Perovskite Solar Cells

As far as the energy harvesting is concerned, the halides with perovskite architecture have emerged as the most promising photovoltaic materials which are cheap, scalable and solution processible. Even though power conversion efficiency (PCE) greater than 25% is achieved, the photo, thermal and moisture stability of these materials is far lower (less than 2 years) compared to other commercial PV technologies such as silicon PV (30 years).

The primary objective of the DST-IIT Kanpur CRADMET center will be to design materials for energy harvesting by employing quantum and classical mechanics-enabled atomistic simulations and AI&ML algorithms. We will scan a large compositional and configurational space for predicting new materials for low-cost clean energy materials and for efficient energy harnessing. We will also employ compositional engineering of the perovskite material to improve both efficiency and the stability of the PSC. Small molecule and polymer-based additives will be incorporated to improve perovskite crystallization, passivation of defects in the bulk and/or at the surface, and can also tune the energetics and the structure of the interface for increased ambient stability.

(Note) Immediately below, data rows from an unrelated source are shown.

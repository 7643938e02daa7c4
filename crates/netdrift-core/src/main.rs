//! netdrift
//!
//! Runs a configured diffusion process and writes the event log, the final
//! network snapshot and a run summary.

use anyhow::Context;
use clap::Parser;
use std::fs;
use std::path::PathBuf;
use tracing_subscriber::EnvFilter;

use netdrift_core::{
    default_config_toml, EventLogger, Inheritance, ProcessKind, Simulation, SimulationConfig,
    SourcePlacement, Topology,
};

/// Command line arguments for a run
#[derive(Parser, Debug)]
#[command(name = "netdrift")]
#[command(about = "Information diffusion and Moran dynamics on networks")]
struct Args {
    /// TOML configuration file
    #[arg(long)]
    config: Option<PathBuf>,

    /// Print the default configuration and exit
    #[arg(long)]
    print_default_config: bool,

    /// Random seed for reproducibility
    #[arg(long)]
    seed: Option<u64>,

    /// Number of process steps
    #[arg(long)]
    steps: Option<u64>,

    /// Number of agents
    #[arg(long)]
    agents: Option<usize>,

    #[arg(long, value_enum)]
    topology: Option<Topology>,

    #[arg(long, value_enum)]
    process: Option<ProcessKind>,

    #[arg(long, value_enum)]
    inheritance: Option<Inheritance>,

    /// Source placement; a random walk defaults to local
    #[arg(long, value_enum)]
    placement: Option<SourcePlacement>,

    /// Stop as soon as every alive agent holds the same content
    #[arg(long)]
    stop_at_fixation: bool,

    /// Output directory
    #[arg(long)]
    output: Option<PathBuf>,
}

impl Args {
    fn apply(&self, config: &mut SimulationConfig) {
        if let Some(seed) = self.seed {
            config.simulation.seed = seed;
        }
        if let Some(steps) = self.steps {
            config.simulation.steps = steps;
        }
        if let Some(agents) = self.agents {
            config.topology.agents = agents;
        }
        if let Some(topology) = self.topology {
            config.topology.kind = topology;
        }
        if let Some(process) = self.process {
            config.process.kind = process;
            if process == ProcessKind::RandomWalk && self.placement.is_none() {
                config.source.placement = SourcePlacement::Local;
            }
        }
        if let Some(placement) = self.placement {
            config.source.placement = placement;
        }
        if let Some(inheritance) = self.inheritance {
            config.process.inheritance = inheritance;
        }
        if self.stop_at_fixation {
            config.simulation.stop_at_fixation = true;
        }
        if let Some(output) = &self.output {
            config.output.directory = output.clone();
        }
    }
}

fn main() -> anyhow::Result<()> {
    tracing_subscriber::fmt()
        .with_env_filter(EnvFilter::try_from_default_env().unwrap_or_else(|_| EnvFilter::new("info")))
        .init();

    let args = Args::parse();
    if args.print_default_config {
        print!("{}", default_config_toml());
        return Ok(());
    }

    let mut config = match &args.config {
        Some(path) => SimulationConfig::from_file(path)
            .with_context(|| format!("loading {}", path.display()))?,
        None => SimulationConfig::default(),
    };
    args.apply(&mut config);
    config.validate()?;

    println!("netdrift");
    println!("========");
    println!("Seed: {}", config.simulation.seed);
    println!("Process: {}", config.process.kind);
    println!(
        "Topology: {:?} with {} agents",
        config.topology.kind, config.topology.agents
    );
    println!("Steps: {}", config.simulation.steps);
    println!();

    fs::create_dir_all(&config.output.directory)
        .with_context(|| format!("creating {}", config.output.directory.display()))?;

    let mut logger = match config.output.events_path() {
        Some(path) => EventLogger::new(&path)
            .with_context(|| format!("opening event log {}", path.display()))?,
        None => EventLogger::null(),
    };

    let output = config.output.clone();
    let mut simulation = Simulation::from_config(config)?;
    let summary = simulation.run(&mut logger)?;

    let snapshot = simulation.network().snapshot();
    fs::write(output.snapshot_path(), snapshot.to_json()?)
        .with_context(|| format!("writing {}", output.snapshot_path().display()))?;
    summary.write_json(output.summary_path())?;

    summary.print_summary();
    println!("\nEvents logged: {}", logger.event_count());
    println!("Output written to {}", output.directory.display());
    Ok(())
}

#[cfg(test)]
mod tests {
    use super::*;

    fn configured(argv: &[&str]) -> SimulationConfig {
        let args = Args::try_parse_from(argv).unwrap();
        let mut config = SimulationConfig::default();
        args.apply(&mut config);
        config
    }

    #[test]
    fn test_no_arguments_is_valid() {
        assert!(configured(&["netdrift"]).validate().is_ok());
    }

    #[test]
    fn test_random_walk_flag_places_source_locally() {
        let config = configured(&["netdrift", "--process", "random-walk"]);
        assert_eq!(config.source.placement, SourcePlacement::Local);
        assert!(config.validate().is_ok());
        assert!(Simulation::from_config(config).is_ok());
    }

    #[test]
    fn test_explicit_placement_wins() {
        let config = configured(&[
            "netdrift",
            "--process",
            "random-walk",
            "--placement",
            "global",
        ]);
        assert_eq!(config.source.placement, SourcePlacement::Global);
        assert!(config.validate().is_err());
    }
}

We will also work towards the development of low-cost, thermally and chemically robust transport materials, both hole and electron transport layers based on metal oxides to improve the thermal and photostability of the resulting solar cells. Automated advanced optical and electrical characterization and analysis of the perovskite solar cells will be performed to study and elucidate the materials degradation mechanism. The materials and device characterization data will be fed into AI/ML algorithm to predict environmentally robust compositions, that will be synthesized using automated and roboticized processing flow.